Autism & Developmental

Health status of Medicare-enrolled autistic older adults with and without co-occurring intellectual disability: An analysis of inpatient and institutional outpatient medical claims.

Gilmore et al. (2021) · Autism : the international journal of research and practice 2021
★ The Verdict

Autistic elders with ID carry heavier brain and gut risks, while those without ID face more metabolic and mood problems—screen each group differently.

✓ Read this if BCBAs serving autistic adults in day programs or residential settings.
✗ Skip if Clinicians who work only with young children or non-autistic populations.

01Research in Context

01

What this study did

Shepherd et al. (2021) looked at every Medicare bill for autistic adults over 65.

They split the group into those who also had intellectual disability and those who did not.

The team counted how often each group went to hospital for different body systems.

02

What they found

Seniors with autism plus ID landed in hospital most for brain, gut, and psychotic conditions.

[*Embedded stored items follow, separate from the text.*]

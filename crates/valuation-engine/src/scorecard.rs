//! Peer-table valuation scorecard.
//!
//! Six independent checks, each worth at most one point. A check whose
//! source data is absent (missing or zero) is skipped without penalty.
//! Verdict thresholds sit on a 7-point scale while the checks award at most
//! 6 points, so this scorecard never reaches "Undervalued".

use serde::{Deserialize, Serialize};
use valuation_core::{CompanySnapshot, PeerComparison};

pub const UNDERVALUED_SCORE: u32 = 7;
pub const FAIRLY_VALUED_SCORE: u32 = 4;

#[derive(Debug, Clone, Copy, PartialEq, Eq, Serialize, Deserialize)]
pub enum ScorecardVerdict {
    #[serde(rename = "Undervalued")]
    Undervalued,
    #[serde(rename = "Fairly Valued")]
    FairlyValued,
    #[serde(rename = "Overvalued")]
    Overvalued,
}

impl ScorecardVerdict {
    pub fn from_score(score: u32) -> Self {
        if score >= UNDERVALUED_SCORE {
            ScorecardVerdict::Undervalued
        } else if score >= FAIRLY_VALUED_SCORE {
            ScorecardVerdict::FairlyValued
        } else {
            ScorecardVerdict::Overvalued
        }
    }
}

#[derive(Debug, Clone, PartialEq)]
pub struct Scorecard {
    pub score: u32,
    pub verdict: ScorecardVerdict,
    pub checklist: Vec<String>,
}

/// Scorecard payload for one company.
#[derive(Debug, Clone, PartialEq, Serialize, Deserialize)]
#[serde(rename_all = "camelCase")]
pub struct StockValuation {
    pub company: String,
    pub latest_price: Option<f64>,
    pub valuation: ScorecardVerdict,
    pub score: u32,
    pub checklist: Vec<String>,
}

/// Upstream zeroes mean "not reported".
fn present(value: Option<f64>) -> Option<f64> {
    value.filter(|v| *v != 0.0 && !v.is_nan())
}

/// Position of `price` within the yearly range: 0 at the low, 1 at the high.
/// `None` when any input is absent or the range is empty.
pub fn range_position(price: Option<f64>, high: Option<f64>, low: Option<f64>) -> Option<f64> {
    let (price, high, low) = (present(price)?, present(high)?, present(low)?);
    if high == low {
        return None;
    }
    Some((price - low) / (high - low))
}

pub fn evaluate(
    peer: Option<&PeerComparison>,
    price: Option<f64>,
    year_high: Option<f64>,
    year_low: Option<f64>,
) -> Scorecard {
    let default_peer = PeerComparison::default();
    let peer = peer.unwrap_or(&default_peer);
    let mut score = 0;
    let mut checklist = Vec::new();

    if let Some(pe) = present(peer.pe_ratio) {
        if pe < 15.0 {
            score += 1;
            checklist.push("✔ PE ratio indicates the stock may be undervalued.");
        } else if pe <= 25.0 {
            checklist.push("= PE ratio is within fair valuation range.");
        } else {
            checklist.push("✖ PE ratio indicates the stock may be overvalued.");
        }
    }

    if let Some(pb) = present(peer.pb_ratio) {
        if pb < 1.0 {
            score += 1;
            checklist.push("✔ PB ratio < 1: Stock appears undervalued.");
        } else if pb <= 3.0 {
            checklist.push("= PB ratio indicates fair valuation.");
        } else {
            checklist.push("✖ PB ratio > 3: Stock might be overvalued.");
        }
    }

    if let Some(roe) = present(peer.roe_ttm) {
        if roe > 15.0 {
            score += 1;
            checklist.push("✔ ROE > 15%: Strong profitability.");
        } else if roe >= 10.0 {
            checklist.push("= ROE is acceptable.");
        } else {
            checklist.push("✖ ROE < 10%: Weak profitability.");
        }
    }

    if let Some(de) = present(peer.debt_to_equity) {
        if de < 0.5 {
            score += 1;
            checklist.push("✔ Low debt: Very safe company.");
        } else if de <= 1.5 {
            checklist.push("= Debt level is acceptable.");
        } else {
            checklist.push("✖ High debt: Risky company.");
        }
    }

    if let (Some(ttm), Some(five_year)) = (
        present(peer.net_profit_margin_ttm),
        present(peer.net_profit_margin_5yr),
    ) {
        if ttm > five_year {
            score += 1;
            checklist.push("✔ Profit margin improving YoY.");
        } else {
            checklist.push("✖ Profit margin declining.");
        }
    }

    // An empty yearly range (high == low) skips the check instead of dividing by zero.
    if let Some(position) = range_position(price, year_high, year_low) {
        if position < 0.3 {
            score += 1;
            checklist.push("✔ Stock is trading near year low (undervalued zone).");
        } else if position < 0.7 {
            checklist.push("= Stock is fairly priced within its range.");
        } else {
            checklist.push("✖ Near year high: potentially overvalued.");
        }
    }

    Scorecard {
        score,
        verdict: ScorecardVerdict::from_score(score),
        checklist: checklist.into_iter().map(String::from).collect(),
    }
}

pub fn stock_valuation(snapshot: &CompanySnapshot) -> StockValuation {
    let card = evaluate(
        snapshot.peer.as_ref(),
        snapshot.latest_price,
        snapshot.company.year_high,
        snapshot.company.year_low,
    );
    StockValuation {
        company: snapshot.company.name.clone(),
        latest_price: snapshot.latest_price,
        valuation: card.verdict,
        score: card.score,
        checklist: card.checklist,
    }
}
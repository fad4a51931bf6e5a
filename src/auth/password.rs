use argon2::{
    password_hash::{rand_core::OsRng, PasswordHash, PasswordHasher, PasswordVerifier, SaltString},
    Argon2,
};

pub fn hash_password(password: &str) -> String {
    let argon2 = Argon2::default();
    let salt = SaltString::generate(&mut OsRng);

    argon2
        .hash_password(password.as_bytes(), &salt)
        .unwrap()
        .to_string()
}

/// Returns false for malformed stored hashes instead of panicking, so a
/// corrupted row cannot take down a login handler.
pub fn verify_password(password: &str, hashed: &str) -> bool {
    let argon2 = Argon2::default();
    let parsed = match PasswordHash::new(hashed) {
        Ok(p) => p,
        Err(e) => {
            tracing::warn!(error = %e, "Malformed password hash in employees table");
            return false;
        }
    };

    argon2.verify_password(password.as_bytes(), &parsed).is_ok()
}
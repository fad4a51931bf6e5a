use serde::{Deserialize, Serialize};
use utoipa::ToSchema;

/// Full education row, returned after an insert or update.
#[derive(Debug, Serialize, Deserialize, sqlx::FromRow, ToSchema)]
pub struct EducationRecord {
    pub id: i64,
    pub employee_id: i64,

    #[schema(example = "University of Dhaka")]
    pub institution_name: String,

    #[schema(example = "BSc in Computer Science")]
    pub degree: String,

    #[schema(example = 2018, nullable = true)]
    pub year_of_completion: Option<i64>,

    #[schema(nullable = true)]
    pub details: Option<String>,
}

/// List shape: the owning employee is implied by the request identity.
#[derive(Debug, Serialize, Deserialize, sqlx::FromRow, ToSchema)]
pub struct EducationEntry {
    pub id: i64,
    pub institution_name: String,
    pub degree: String,
    pub year_of_completion: Option<i64>,
    pub details: Option<String>,
}
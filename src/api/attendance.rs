use actix_web::{web, HttpResponse};
use chrono::{Local, NaiveDateTime, SubsecRound};
use serde::Deserialize;
use serde_json::json;
use sqlx::SqlitePool;
use tracing::{error, info};
use utoipa::IntoParams;

use crate::auth::extractor::EmployeeId;
use crate::error::{ApiError, ApiResult};
use crate::model::attendance::Attendance;

#[derive(Debug, Deserialize, IntoParams)]
pub struct ActionQuery {
    pub action: Option<String>,
}

/// Attendance row of the authenticated employee for today
#[utoipa::path(
    get,
    path = "/api/employee/attendance",
    responses(
        (status = 200, description = "Today's punches, or null before the first punch", body = Object, example = json!({
            "success": true,
            "data": {"id": 1, "punch_in_time": "2024-01-10T09:00:00", "punch_out_time": null, "date": "2024-01-10"}
        }))
    ),
    security(("employee_id" = [])),
    tag = "Employee Portal"
)]
pub async fn get_attendance(identity: EmployeeId, pool: web::Data<SqlitePool>) -> ApiResult {
    let today = Local::now().date_naive();
    let row = sqlx::query_as::<_, Attendance>(
        "SELECT id, punch_in_time, punch_out_time, date \
         FROM attendance WHERE employee_id = ? AND date = ?",
    )
    .bind(identity.0)
    .bind(today)
    .fetch_optional(pool.get_ref())
    .await?;

    Ok(HttpResponse::Ok().json(json!({ "success": true, "data": row })))
}

/// Punch in or out for today, selected by `?action=`
#[utoipa::path(
    post,
    path = "/api/employee/attendance",
    params(ActionQuery),
    responses(
        (status = 200, description = "Punch recorded", body = Object, example = json!({
            "success": true,
            "message": "Punched in successfully.",
            "data": {"punch_in_time": "2024-01-10T09:00:00", "date": "2024-01-10"}
        }))
    ),
    security(("employee_id" = [])),
    tag = "Employee Portal"
)]
pub async fn punch_attendance(
    identity: EmployeeId,
    pool: web::Data<SqlitePool>,
    query: web::Query<ActionQuery>,
) -> ApiResult {
    let today = Local::now().date_naive();
    let now = Local::now().naive_local().trunc_subsecs(0);

    match query.action.as_deref() {
        Some("punch_in") => {
            let result = sqlx::query(
                "INSERT INTO attendance (employee_id, date, punch_in_time) VALUES (?, ?, ?)",
            )
            .bind(identity.0)
            .bind(today)
            .bind(now)
            .execute(pool.get_ref())
            .await;

            match result {
                Ok(_) => {
                    info!(employee_id = identity.0, "Punched in");
                    Ok(HttpResponse::Ok().json(json!({
                        "success": true,
                        "message": "Punched in successfully.",
                        "data": { "punch_in_time": now, "date": today }
                    })))
                }
                Err(e) => {
                    // UNIQUE(employee_id, date) guards one row per day
                    if let sqlx::Error::Database(db_err) = &e {
                        if db_err.is_unique_violation() {
                            return Err(ApiError::Conflict(
                                "Already punched in today.".to_string(),
                            ));
                        }
                    }
                    error!(error = %e, employee_id = identity.0, "Punch-in failed");
                    Err(ApiError::from(e))
                }
            }
        }
        Some("punch_out") => {
            let punch_in: Option<Option<NaiveDateTime>> = sqlx::query_scalar(
                "UPDATE attendance SET punch_out_time = ? \
                 WHERE employee_id = ? AND date = ? AND punch_out_time IS NULL \
                 RETURNING punch_in_time",
            )
            .bind(now)
            .bind(identity.0)
            .bind(today)
            .fetch_optional(pool.get_ref())
            .await?;

            match punch_in {
                Some(punch_in) => {
                    info!(employee_id = identity.0, "Punched out");
                    Ok(HttpResponse::Ok().json(json!({
                        "success": true,
                        "message": "Punched out successfully.",
                        "data": {
                            "punch_in_time": punch_in,
                            "punch_out_time": now,
                            "date": today
                        }
                    })))
                }
                None => Err(ApiError::NotFound(
                    "Not punched in today or already punched out.".to_string(),
                )),
            }
        }
        _ => Err(ApiError::Validation(
            "Invalid action for POST request.".to_string(),
        )),
    }
}
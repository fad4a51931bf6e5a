pub mod attendance;
pub mod career;
pub mod contact;
pub mod document;
pub mod education;
pub mod employee;
pub mod handbook;
pub mod leave_request;
pub mod product;
pub mod resource;
pub mod task;
pub mod team_member;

Seniors with autism but no ID showed more diabetes, heart, mood, and drug-use problems.

The two groups had almost opposite medical maps.

03

How this fits with other research

McMaughan et al. (2023) saw the same high-cost hospital pattern in autistic teens and young adults.

Their work extends this paper down the age ladder, showing the inpatient load starts early.

Weiss et al. (2001) found 70 % of institutionalized adults with ID had constipation, matching the heavy GI burden Daniel saw in the ID subgroup.

Ferron et al. (2023) studied autistic adults without ID and linked their mood symptoms to low self-compassion, echoing Daniel’s higher mood-drug codes in the no-ID group.

The papers look different but tell one story: medical risk shifts with ID status across the lifespan.

04

Why it matters

You can screen smarter. If your autistic client has ID, watch seizures, reflux, and constipation. If they do not have ID, track blood sugar, blood pressure, and signs of anxiety or substance use. Build these checks into your care plan and share the red flags with the medical team.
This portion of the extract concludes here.